* [WORK TO BE COMPLETED]:
Return every entry in the listing word for word.

─── SOURCE RECORDS

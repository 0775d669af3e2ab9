use crate::partition::Partition;

/// Mittelpunktsregel für eine Partition: Summe von `1 / (1 + x²)` an den
/// Mittelpunkten `x_i = (i + 0.5) / N`, multipliziert mit der Schrittweite `1 / N`.
///
/// Noch nicht mit 4 skaliert; das erledigt [`crate::reduktion::reduziere`].
/// Eine leere Partition liefert 0.
pub fn teilsumme(partition: Partition, intervalle: u64) -> f64 {
    if partition.ist_leer() {
        return 0.0; // Überbelegung: dieser Arbeiter hat nichts zu tun.
    }

    let schritt = 1.0 / intervalle as f64; // Breite eines Rechtecks.
    let mut summe = 0.0;

    for i in partition.start..partition.ende {
        let x = (i as f64 + 0.5) * schritt; // Mittelpunkt des i-ten Rechtecks.
        summe += 1.0 / (1.0 + x * x);
    }

    summe * schritt
}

──────

* [PROBLEM SOLUTION]:
repository 0775d669af3e2ab9
use crate::partition::Partition;

/// Mittelpunktsregel für eine Partition: Summe von `1 / (1 + x²)` an den
/// Mittelpunkten `x_i = (i + 0.5) / N`, multipliziert mit der Schrittweite `1 / N`.
///
/// Noch nicht mit 4 skaliert; das erledigt [`crate::reduktion::reduziere`].
/// Eine leere Partition liefert 0.
pub fn teilsumme(partition: Partition, intervalle: u64) -> f64 {
    if partition.ist_leer() {
        return 0.0; // Überbelegung: dieser Arbeiter hat nichts zu tun.
    }

    let schritt = 1.0 / intervalle as f64; // Breite eines Rechtecks.
    let mut summe = 0.0;

    for i in partition.start..partition.ende {
        let x = (i as f64 + 0.5) * schritt; // Mittelpunkt des i-ten Rechtecks.
        summe += 1.0 / (1.0 + x * x);
    }

    summe * schritt
}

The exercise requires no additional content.